- _Exercise_
Return, in their exact form, the lines that lie between the start of the data below and the line containing "use crate::generate::GeneratorConfig;", with both ends included.

^^^^^^^^

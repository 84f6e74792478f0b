//! Configuration for experiment runs
//!
//! Loaded from `maskrag.toml`. Every section and field is optional; missing
//! values take the defaults the experiments were designed around.

use std::fs;
use std::path::{Path, PathBuf};

use serde::{Deserialize, Serialize};

use crate::dataset::default_triggers;
use crate::embed::DEFAULT_EMBEDDING_MODEL;
use crate::experiment::RunSettings;
use crate::generate::GeneratorConfig;
use crate::{Error, Result};

/// Default config file, looked up in the working directory.
pub const DEFAULT_CONFIG_FILE: &str = "maskrag.toml";

#[derive(Debug, Clone, Default, PartialEq, Serialize, Deserialize)]
#[serde(default)]
pub struct Config {
    pub dataset: DatasetConfig,
    pub retrieval: RunSettings,
    pub embedding: EmbeddingConfig,
    pub generator: GeneratorConfig,
    pub anonymize: AnonymizeConfig,
    pub output: OutputConfig,
    pub filter: FilterConfig,
}

/// Where questions come from and which ones are kept.
#[derive(Debug, Clone, PartialEq, Eq, Serialize, Deserialize)]
#[serde(default)]
pub struct DatasetConfig {
    /// SQuAD v1.1 JSON file
    pub path: PathBuf,
    pub num_samples: usize,
    /// A question is kept when it contains any of these, case-insensitively
    pub triggers: Vec<String>,
}

impl Default for DatasetConfig {
    fn default() -> Self {
        Self {
            path: PathBuf::from("squad/train-v1.1.json"),
            num_samples: 500,
            triggers: default_triggers(),
        }
    }
}

#[derive(Debug, Clone, PartialEq, Eq, Serialize, Deserialize)]
#[serde(default)]
pub struct EmbeddingConfig {
    pub model: String,
}

impl Default for EmbeddingConfig {
    fn default() -> Self {
        Self {
            model: DEFAULT_EMBEDDING_MODEL.to_string(),
        }
    }
}

#[derive(Debug, Clone, PartialEq, Serialize, Deserialize)]
#[serde(default)]
pub struct AnonymizeConfig {
    /// Entities scoring at or below this are left in place
    pub score_threshold: f32,
    /// Seed for synthetic replacement values
    pub seed: u64,
    /// JSON gazetteer with `person`, `location` and `organization` term lists
    pub gazetteer: Option<PathBuf>,
}

impl Default for AnonymizeConfig {
    fn default() -> Self {
        Self {
            score_threshold: 0.4,
            seed: 42,
            gazetteer: None,
        }
    }
}

#[derive(Debug, Clone, PartialEq, Eq, Serialize, Deserialize)]
#[serde(default)]
pub struct OutputConfig {
    /// Results of the exact dense and BM25 runs
    pub plain_dir: PathBuf,
    /// Results of the HNSW runs
    pub indexed_dir: PathBuf,
    pub summary_path: PathBuf,
}

impl Default for OutputConfig {
    fn default() -> Self {
        Self {
            plain_dir: PathBuf::from("data"),
            indexed_dir: PathBuf::from("faiss_data"),
            summary_path: PathBuf::from("final_analysis_results.csv"),
        }
    }
}

#[derive(Debug, Clone, PartialEq, Eq, Serialize, Deserialize)]
#[serde(default)]
pub struct FilterConfig {
    pub target_rows: usize,
}

impl Default for FilterConfig {
    fn default() -> Self {
        Self { target_rows: 250 }
    }
}

impl Config {
    /// Load config from a TOML file
    pub fn load(path: &Path) -> Result<Self> {
        let content = fs::read_to_string(path)
            .map_err(|e| Error::Config(format!("failed to read {}: {e}", path.display())))?;
        Self::parse(&content)
            .map_err(|e| Error::Config(format!("failed to parse {}: {e}", path.display())))
    }

    /// Load from `./maskrag.toml` if present, otherwise use defaults
    pub fn load_default() -> Result<Self> {
        let local_path = Path::new(DEFAULT_CONFIG_FILE);
        if local_path.exists() {
            return Self::load(local_path);
        }
        Ok(Self::default())
    }

    fn parse(content: &str) -> std::result::Result<Self, toml::de::Error> {
        toml::from_str(content)
    }

    /// Render as TOML, e.g. to seed a config file
    pub fn to_toml(&self) -> Result<String> {
        toml::to_string_pretty(self).map_err(|e| Error::Config(e.to_string()))
    }
}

^^^^^^^^

- _Output for this task_
repository 84f6e74792478f0b
//! Configuration for experiment runs
//!
//! Loaded from `maskrag.toml`. Every section and field is optional; missing
//! values take the defaults the experiments were designed around.

use std::fs;
use std::path::{Path, PathBuf};

use serde::{Deserialize, Serialize};

use crate::dataset::default_triggers;
use crate::embed::DEFAULT_EMBEDDING_MODEL;
use crate::experiment::RunSettings;
use crate::generate::GeneratorConfig;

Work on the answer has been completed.